What this task involves:
Go over the data below line by line, and state how many lines contain the string "HashRing". Give the number only.

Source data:
===============
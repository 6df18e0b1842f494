//! # Membership & liveness (C7)
//!
//! Tracks registered node descriptors and drives the background health
//! loop that prunes dead nodes from the ring after two consecutive failed
//! probes. Re-addition of a returning node is always an explicit client
//! action (`add_node`); nothing here auto-recovers a pruned entry.

use std::collections::HashMap;
use std::sync::Arc;
use std::time::{Duration, SystemTime};

use parking_lot::{Mutex, RwLock};
use tokio::task::JoinSet;

use ringkv_client::NodeClient;
use ringkv_common::dto::RingNodeView;
use ringkv_ring::HashRing;

/// Consecutive failed health probes before a node is pruned (spec §4.7).
const FAILURE_THRESHOLD: u32 = 2;

#[derive(Debug, thiserror::Error)]
pub enum MembershipError {
    #[error("could not build client for node: {0}")]
    Client(String),
}

pub struct NodeEntry {
    pub host: String,
    pub port: u16,
    pub client: NodeClient,
    consecutive_failures: Mutex<u32>,
    last_healthy_at: Mutex<Option<SystemTime>>,
}

pub fn node_id(host: &str, port: u16) -> String {
    format!("{host}:{port}")
}

/// Parses the port suffix out of a `"host:port"` ring node id.
pub fn port_of(id: &str) -> Option<u16> {
    id.rsplit(':').next()?.parse().ok()
}

pub struct Membership {
    ring: Arc<HashRing>,
    nodes: RwLock<HashMap<String, Arc<NodeEntry>>>,
    http_timeout: Duration,
}

impl Membership {
    pub fn new(ring: Arc<HashRing>, http_timeout: Duration) -> Self {
        Membership { ring, nodes: RwLock::new(HashMap::new()), http_timeout }
    }

    /// Registers `host:port`, inserting it into the ring. Idempotent: an
    /// id already present is simply re-added (spec §4.7).
    pub fn add_node(&self, host: String, port: u16) -> Result<Vec<RingNodeView>, MembershipError> {
        let id = node_id(&host, port);
        let client = NodeClient::new(format!("http://{host}:{port}"), self.http_timeout)
            .map_err(|err| MembershipError::Client(err.to_string()))?;
        let entry = Arc::new(NodeEntry {
            host,
            port,
            client,
            consecutive_failures: Mutex::new(0),
            last_healthy_at: Mutex::new(None),
        });
        self.nodes.write().insert(id.clone(), entry);
        self.ring.add(id);
        Ok(self.ring_snapshot())
    }

    /// Removes the node bound to `port`. Returns `false` if none was
    /// registered under that port (caller maps this to `BadRequest`).
    pub fn remove_node(&self, port: u16) -> bool {
        let id = {
            let nodes = self.nodes.read();
            nodes.iter().find(|(_, e)| e.port == port).map(|(id, _)| id.clone())
        };
        match id {
            Some(id) => {
                self.nodes.write().remove(&id);
                self.ring.remove(&id);
                true
            }
            None => false,
        }
    }

    pub fn ring_snapshot(&self) -> Vec<RingNodeView> {
        self.ring
            .snapshot()
            .into_iter()
            .map(|(id, angle)| RingNodeView { id, angle })
            .collect()
    }

    pub fn node(&self, id: &str) -> Option<Arc<NodeEntry>> {
        self.nodes.read().get(id).cloned()
    }

    pub fn live_nodes(&self) -> Vec<(String, Arc<NodeEntry>)> {
        self.nodes.read().iter().map(|(id, e)| (id.clone(), Arc::clone(e))).collect()
    }

    pub fn ring(&self) -> &HashRing {
        &self.ring
    }

    /// One iteration of the liveness loop (spec §4.7): probes every
    /// registered node concurrently with a 1s timeout, and prunes any node
    /// that has now failed two consecutive times.
    pub async fn health_tick(&self) {
        let nodes = self.live_nodes();
        let mut set = JoinSet::new();
        for (id, entry) in nodes {
            set.spawn(async move {
                let probe = tokio::time::timeout(Duration::from_secs(1), entry.client.health()).await;
                match probe {
                    Ok(Ok(_)) => {
                        *entry.consecutive_failures.lock() = 0;
                        *entry.last_healthy_at.lock() = Some(SystemTime::now());
                        None
                    }
                    _ => {
                        let mut failures = entry.consecutive_failures.lock();
                        *failures += 1;
                        if *failures >= FAILURE_THRESHOLD {
                            Some(id)
                        } else {
                            None
                        }
                    }
                }
            });
        }

        let mut dead = Vec::new();
        while let Some(result) = set.join_next().await {
            if let Ok(Some(id)) = result {
                dead.push(id);
            }
        }

        for id in dead {
            tracing::warn!(node = %id, "pruning node after 2 consecutive failed health checks");
            self.nodes.write().remove(&id);
            self.ring.remove(&id);
        }
    }
}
===============
Solution for this task:
4